Data items:
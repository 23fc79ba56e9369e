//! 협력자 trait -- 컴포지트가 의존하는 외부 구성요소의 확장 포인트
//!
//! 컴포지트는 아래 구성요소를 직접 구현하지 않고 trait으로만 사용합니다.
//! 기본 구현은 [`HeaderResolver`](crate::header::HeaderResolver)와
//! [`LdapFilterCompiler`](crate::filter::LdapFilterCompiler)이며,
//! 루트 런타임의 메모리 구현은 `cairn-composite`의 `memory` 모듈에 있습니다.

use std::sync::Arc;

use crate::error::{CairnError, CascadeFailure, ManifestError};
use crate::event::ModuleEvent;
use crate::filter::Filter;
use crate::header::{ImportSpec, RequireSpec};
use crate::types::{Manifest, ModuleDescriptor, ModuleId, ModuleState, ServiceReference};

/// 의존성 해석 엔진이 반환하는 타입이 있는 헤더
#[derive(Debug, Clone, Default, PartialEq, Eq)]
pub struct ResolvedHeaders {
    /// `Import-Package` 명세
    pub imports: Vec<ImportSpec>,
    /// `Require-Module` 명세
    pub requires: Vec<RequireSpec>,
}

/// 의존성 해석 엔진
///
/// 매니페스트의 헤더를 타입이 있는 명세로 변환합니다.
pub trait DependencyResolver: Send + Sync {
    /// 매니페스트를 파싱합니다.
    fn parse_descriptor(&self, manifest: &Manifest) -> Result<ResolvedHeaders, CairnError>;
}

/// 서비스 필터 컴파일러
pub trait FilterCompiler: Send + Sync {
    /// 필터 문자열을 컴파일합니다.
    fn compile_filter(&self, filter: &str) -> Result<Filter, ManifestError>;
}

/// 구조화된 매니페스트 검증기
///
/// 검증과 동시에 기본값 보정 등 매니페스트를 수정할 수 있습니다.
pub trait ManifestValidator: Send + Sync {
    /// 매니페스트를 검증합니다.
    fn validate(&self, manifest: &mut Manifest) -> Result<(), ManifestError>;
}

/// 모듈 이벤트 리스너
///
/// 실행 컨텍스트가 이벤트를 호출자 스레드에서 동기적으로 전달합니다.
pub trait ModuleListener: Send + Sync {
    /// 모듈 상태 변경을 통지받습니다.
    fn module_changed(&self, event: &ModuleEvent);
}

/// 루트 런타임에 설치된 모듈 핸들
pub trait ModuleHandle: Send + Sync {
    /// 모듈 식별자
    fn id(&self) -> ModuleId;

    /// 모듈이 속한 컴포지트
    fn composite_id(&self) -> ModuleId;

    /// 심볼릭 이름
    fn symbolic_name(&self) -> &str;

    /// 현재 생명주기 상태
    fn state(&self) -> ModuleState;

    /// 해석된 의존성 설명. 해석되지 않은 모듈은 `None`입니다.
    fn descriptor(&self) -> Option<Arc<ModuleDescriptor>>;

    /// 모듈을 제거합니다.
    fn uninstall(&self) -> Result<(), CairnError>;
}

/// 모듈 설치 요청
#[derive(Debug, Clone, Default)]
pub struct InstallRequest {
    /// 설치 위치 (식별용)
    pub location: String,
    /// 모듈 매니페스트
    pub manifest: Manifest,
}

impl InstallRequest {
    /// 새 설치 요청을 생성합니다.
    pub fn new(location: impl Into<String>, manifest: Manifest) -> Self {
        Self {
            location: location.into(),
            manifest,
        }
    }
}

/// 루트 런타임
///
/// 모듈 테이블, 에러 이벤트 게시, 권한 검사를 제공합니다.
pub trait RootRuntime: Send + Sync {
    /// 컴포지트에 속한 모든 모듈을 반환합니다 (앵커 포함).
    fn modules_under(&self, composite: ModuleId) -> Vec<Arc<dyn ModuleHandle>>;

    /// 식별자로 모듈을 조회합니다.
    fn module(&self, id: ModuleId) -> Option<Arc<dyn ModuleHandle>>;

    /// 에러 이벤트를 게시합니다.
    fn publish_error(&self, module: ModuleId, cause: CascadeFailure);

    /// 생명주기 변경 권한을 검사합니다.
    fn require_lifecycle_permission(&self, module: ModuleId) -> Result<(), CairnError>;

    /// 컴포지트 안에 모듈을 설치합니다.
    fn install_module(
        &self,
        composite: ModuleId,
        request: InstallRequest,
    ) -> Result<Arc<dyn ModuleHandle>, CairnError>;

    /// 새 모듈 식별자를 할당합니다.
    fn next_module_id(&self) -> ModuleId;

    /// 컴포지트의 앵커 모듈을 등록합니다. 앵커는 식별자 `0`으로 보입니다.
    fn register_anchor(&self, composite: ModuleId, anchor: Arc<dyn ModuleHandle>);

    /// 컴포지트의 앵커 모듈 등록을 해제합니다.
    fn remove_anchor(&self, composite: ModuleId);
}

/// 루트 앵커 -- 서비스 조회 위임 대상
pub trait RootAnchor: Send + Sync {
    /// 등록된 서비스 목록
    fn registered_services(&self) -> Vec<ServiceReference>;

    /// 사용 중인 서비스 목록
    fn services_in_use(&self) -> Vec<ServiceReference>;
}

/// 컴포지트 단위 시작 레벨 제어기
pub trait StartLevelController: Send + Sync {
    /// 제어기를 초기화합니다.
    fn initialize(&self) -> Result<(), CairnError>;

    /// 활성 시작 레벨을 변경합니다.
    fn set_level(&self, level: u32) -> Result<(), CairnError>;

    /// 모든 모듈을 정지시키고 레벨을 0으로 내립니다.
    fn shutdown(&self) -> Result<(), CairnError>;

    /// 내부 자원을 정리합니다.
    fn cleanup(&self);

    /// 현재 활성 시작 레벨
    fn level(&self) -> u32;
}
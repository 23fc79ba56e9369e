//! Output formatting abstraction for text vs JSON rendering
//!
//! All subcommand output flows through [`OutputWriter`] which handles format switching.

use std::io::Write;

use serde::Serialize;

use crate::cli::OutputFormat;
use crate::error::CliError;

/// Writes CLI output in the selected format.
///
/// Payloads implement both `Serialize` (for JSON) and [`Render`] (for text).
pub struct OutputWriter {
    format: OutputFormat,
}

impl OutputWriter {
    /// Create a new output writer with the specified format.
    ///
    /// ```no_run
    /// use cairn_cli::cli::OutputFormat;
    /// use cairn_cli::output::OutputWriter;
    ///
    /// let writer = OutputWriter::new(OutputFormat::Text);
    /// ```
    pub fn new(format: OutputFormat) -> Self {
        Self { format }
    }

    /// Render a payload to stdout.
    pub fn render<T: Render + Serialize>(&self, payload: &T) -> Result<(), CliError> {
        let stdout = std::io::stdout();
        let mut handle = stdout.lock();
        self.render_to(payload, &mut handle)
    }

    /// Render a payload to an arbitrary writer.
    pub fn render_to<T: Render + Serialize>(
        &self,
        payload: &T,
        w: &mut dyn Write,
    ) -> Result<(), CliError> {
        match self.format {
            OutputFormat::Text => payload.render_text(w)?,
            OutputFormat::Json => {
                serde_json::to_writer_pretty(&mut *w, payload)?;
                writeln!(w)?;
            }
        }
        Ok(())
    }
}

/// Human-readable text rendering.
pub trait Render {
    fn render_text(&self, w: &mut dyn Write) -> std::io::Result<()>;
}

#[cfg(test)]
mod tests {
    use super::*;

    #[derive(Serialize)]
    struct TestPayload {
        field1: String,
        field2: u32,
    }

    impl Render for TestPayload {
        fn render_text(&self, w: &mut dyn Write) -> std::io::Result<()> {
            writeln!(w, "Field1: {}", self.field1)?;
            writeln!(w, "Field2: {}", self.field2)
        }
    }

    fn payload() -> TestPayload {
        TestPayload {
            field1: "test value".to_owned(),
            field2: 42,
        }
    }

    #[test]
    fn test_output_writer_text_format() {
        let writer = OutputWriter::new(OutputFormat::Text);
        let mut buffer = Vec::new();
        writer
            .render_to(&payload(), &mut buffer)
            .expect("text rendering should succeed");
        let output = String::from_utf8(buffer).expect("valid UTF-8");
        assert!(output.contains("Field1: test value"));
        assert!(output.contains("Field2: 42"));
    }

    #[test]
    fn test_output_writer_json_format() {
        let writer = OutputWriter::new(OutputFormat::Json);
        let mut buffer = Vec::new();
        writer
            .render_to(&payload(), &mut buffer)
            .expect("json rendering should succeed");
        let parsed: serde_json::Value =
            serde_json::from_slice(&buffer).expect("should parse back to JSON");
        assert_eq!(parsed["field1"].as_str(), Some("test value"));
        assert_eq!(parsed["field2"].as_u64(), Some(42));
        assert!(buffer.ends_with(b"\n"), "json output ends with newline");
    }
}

» What is needed: Wherever a line above contains "Clone", copy that line.

» Solution:
#[derive(Debug, Clone, Default, PartialEq, Eq)]
#[derive(Debug, Clone, Default)]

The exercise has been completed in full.